* [What needs to be done]:
Please show every line from the entries that carries the word "checkpoints".

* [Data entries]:
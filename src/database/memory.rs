//! In-process [`IngestStore`] used by the job tests.
//!
//! A transaction works on a copy of the whole state and swaps it in on
//! commit, so a failed run leaves nothing behind.

use std::{
    collections::{BTreeMap, HashMap},
    sync::Mutex,
};

use chrono::{NaiveDateTime, NaiveTime, Timelike};

use super::{IngestStore, IngestTx, PurgeCounts};
use crate::models::*;

#[derive(Clone, Debug, Default)]
pub struct MemoryState {
    pub checkpoints: HashMap<String, NaiveDateTime>,
    pub message_events: Vec<NewIngestMessageEvent>,
    pub message_counts: BTreeMap<(NaiveDateTime, u64, u64, u64), HourlyMessageCount>,
    pub voice_events: Vec<IngestVoiceEvent>,
    pub open_sessions: BTreeMap<(u64, u64), OpenVoiceSession>,
    pub voice_stats: Vec<NewVoiceSessionStat>,
}

impl MemoryState {
    fn next_voice_event_id(&self) -> u64 {
        self.voice_events.iter().map(|e| e.id).max().unwrap_or(0) + 1
    }
}

#[derive(Default)]
pub struct MemoryStore {
    state: Mutex<MemoryState>,
    fail_on: Mutex<Option<&'static str>>,
}

impl MemoryStore {
    pub fn new() -> Self {
        Self::default()
    }

    pub fn snapshot(&self) -> MemoryState {
        self.state.lock().unwrap().clone()
    }

    /// Makes every call of the named [`IngestTx`] operation fail until
    /// cleared with `None`.
    pub fn fail_on(&self, operation: Option<&'static str>) {
        *self.fail_on.lock().unwrap() = operation;
    }

    pub fn push_message_event(
        &self,
        guild_id: u64,
        channel_id: u64,
        user_id: u64,
        event_type: MessageEventType,
        occurred_at: NaiveDateTime,
    ) {
        let mut state = self.state.lock().unwrap();
        let message_id = state.message_events.len() as u64 + 1;
        state.message_events.push(NewIngestMessageEvent {
            message_id,
            guild_id,
            channel_id,
            user_id,
            event_type: event_type.code(),
            occurred_at,
        });
    }

    pub fn push_voice_event(
        &self,
        guild_id: u64,
        user_id: u64,
        channel_id: Option<u64>,
        event_type: i16,
        occurred_at: NaiveDateTime,
    ) {
        let mut state = self.state.lock().unwrap();
        let id = state.next_voice_event_id();
        state.voice_events.push(IngestVoiceEvent {
            id,
            guild_id,
            user_id,
            channel_id,
            event_type,
            occurred_at,
        });
    }
}

impl IngestStore for MemoryStore {
    fn transaction<T, F>(&self, f: F) -> anyhow::Result<T>
    where
        F: FnOnce(&mut dyn IngestTx) -> anyhow::Result<T>,
    {
        let mut state = self.state.lock().unwrap();
        let mut tx = MemoryTx {
            state: state.clone(),
            fail_on: *self.fail_on.lock().unwrap(),
        };
        let value = f(&mut tx)?;
        *state = tx.state;
        Ok(value)
    }
}

pub struct MemoryTx {
    state: MemoryState,
    fail_on: Option<&'static str>,
}

impl MemoryTx {
    fn check(&self, operation: &'static str) -> anyhow::Result<()> {
        if self.fail_on == Some(operation) {
            anyhow::bail!("injected failure in {}", operation);
        }
        Ok(())
    }
}

fn hour_bucket(ts: NaiveDateTime) -> NaiveDateTime {
    NaiveDateTime::new(ts.date(), NaiveTime::from_hms_opt(ts.hour(), 0, 0).unwrap())
}

impl IngestTx for MemoryTx {
    fn get_checkpoint(&mut self, job_name: &str) -> anyhow::Result<Option<NaiveDateTime>> {
        self.check("get_checkpoint")?;
        Ok(self.state.checkpoints.get(job_name).copied())
    }

    fn set_checkpoint(&mut self, job_name: &str, ts: NaiveDateTime) -> anyhow::Result<()> {
        self.check("set_checkpoint")?;
        self.state.checkpoints.insert(job_name.to_string(), ts);
        Ok(())
    }

    fn group_message_counts(
        &mut self,
        lower: NaiveDateTime,
        upper: NaiveDateTime,
    ) -> anyhow::Result<Vec<MessageCountGroup>> {
        self.check("group_message_counts")?;
        let counted: Vec<i16> = MessageEventType::COUNTED.iter().map(|t| t.code()).collect();
        let mut groups: BTreeMap<(NaiveDateTime, u64, u64, u64), MessageCountGroup> =
            BTreeMap::new();
        for event in self.state.message_events.iter().filter(|e| {
            e.occurred_at > lower && e.occurred_at <= upper && counted.contains(&e.event_type)
        }) {
            let hour_ts = hour_bucket(event.occurred_at);
            let key = (hour_ts, event.guild_id, event.channel_id, event.user_id);
            let group = groups.entry(key).or_insert(MessageCountGroup {
                hour_ts,
                guild_id: event.guild_id,
                channel_id: event.channel_id,
                user_id: event.user_id,
                message_count: 0,
                min_ts: event.occurred_at,
                max_ts: event.occurred_at,
            });
            group.message_count += 1;
            group.min_ts = group.min_ts.min(event.occurred_at);
            group.max_ts = group.max_ts.max(event.occurred_at);
        }
        Ok(groups.into_iter().map(|(_, group)| group).collect())
    }

    fn upsert_message_count(&mut self, row: &HourlyMessageCount) -> anyhow::Result<()> {
        self.check("upsert_message_count")?;
        let key = (row.hour_ts, row.guild_id, row.channel_id, row.user_id);
        let stored = self
            .state
            .message_counts
            .entry(key)
            .or_insert_with(|| row.clone());
        stored.message_count = row.message_count;
        stored.min_ts = stored.min_ts.min(row.min_ts);
        Ok(())
    }

    fn fetch_voice_events(
        &mut self,
        lower: NaiveDateTime,
        upper: NaiveDateTime,
    ) -> anyhow::Result<Vec<IngestVoiceEvent>> {
        self.check("fetch_voice_events")?;
        let mut events: Vec<IngestVoiceEvent> = self
            .state
            .voice_events
            .iter()
            .filter(|e| e.occurred_at > lower && e.occurred_at <= upper)
            .cloned()
            .collect();
        events.sort_by_key(|e| (e.guild_id, e.user_id, e.occurred_at, e.id));
        Ok(events)
    }

    fn get_open_session(
        &mut self,
        guild_id: u64,
        user_id: u64,
    ) -> anyhow::Result<Option<OpenVoiceSession>> {
        self.check("get_open_session")?;
        Ok(self.state.open_sessions.get(&(guild_id, user_id)).cloned())
    }

    fn put_open_session(&mut self, session: &OpenVoiceSession) -> anyhow::Result<()> {
        self.check("put_open_session")?;
        self.state
            .open_sessions
            .insert((session.guild_id, session.user_id), session.clone());
        Ok(())
    }

    fn delete_open_session(&mut self, guild_id: u64, user_id: u64) -> anyhow::Result<()> {
        self.check("delete_open_session")?;
        self.state.open_sessions.remove(&(guild_id, user_id));
        Ok(())
    }

    fn list_open_sessions(&mut self) -> anyhow::Result<Vec<OpenVoiceSession>> {
        self.check("list_open_sessions")?;
        Ok(self.state.open_sessions.values().cloned().collect())
    }

    fn insert_voice_stat(&mut self, stat: &NewVoiceSessionStat) -> anyhow::Result<bool> {
        self.check("insert_voice_stat")?;
        let duplicate = self.state.voice_stats.iter().any(|s| {
            s.guild_id == stat.guild_id
                && s.user_id == stat.user_id
                && s.channel_id == stat.channel_id
                && s.start_ts == stat.start_ts
        });
        if duplicate {
            return Ok(false);
        }
        self.state.voice_stats.push(stat.clone());
        Ok(true)
    }

    fn insert_message_events(&mut self, rows: &[NewIngestMessageEvent]) -> anyhow::Result<usize> {
        self.check("insert_message_events")?;
        self.state.message_events.extend_from_slice(rows);
        Ok(rows.len())
    }

    fn insert_voice_events(&mut self, rows: &[NewIngestVoiceEvent]) -> anyhow::Result<usize> {
        self.check("insert_voice_events")?;
        for row in rows {
            let id = self.state.next_voice_event_id();
            self.state.voice_events.push(IngestVoiceEvent {
                id,
                guild_id: row.guild_id,
                user_id: row.user_id,
                channel_id: row.channel_id,
                event_type: row.event_type,
                occurred_at: row.occurred_at,
            });
        }
        Ok(rows.len())
    }

    fn purge_before(&mut self, cutoff: NaiveDateTime) -> anyhow::Result<PurgeCounts> {
        self.check("purge_before")?;
        let state = &mut self.state;

        let before = state.message_events.len();
        state.message_events.retain(|e| e.occurred_at >= cutoff);
        let message_events = before - state.message_events.len();

        let before = state.voice_events.len();
        state.voice_events.retain(|e| e.occurred_at >= cutoff);
        let voice_events = before - state.voice_events.len();

        let before = state.open_sessions.len();
        state.open_sessions.retain(|_, s| s.last_seen_ts >= cutoff);
        let open_sessions = before - state.open_sessions.len();

        Ok(PurgeCounts {
            message_events,
            voice_events,
            open_sessions,
        })
    }
}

* [Answer to this problem]:
    pub checkpoints: HashMap<String, NaiveDateTime>,
        Ok(self.state.checkpoints.get(job_name).copied())
        self.state.checkpoints.insert(job_name.to_string(), ts);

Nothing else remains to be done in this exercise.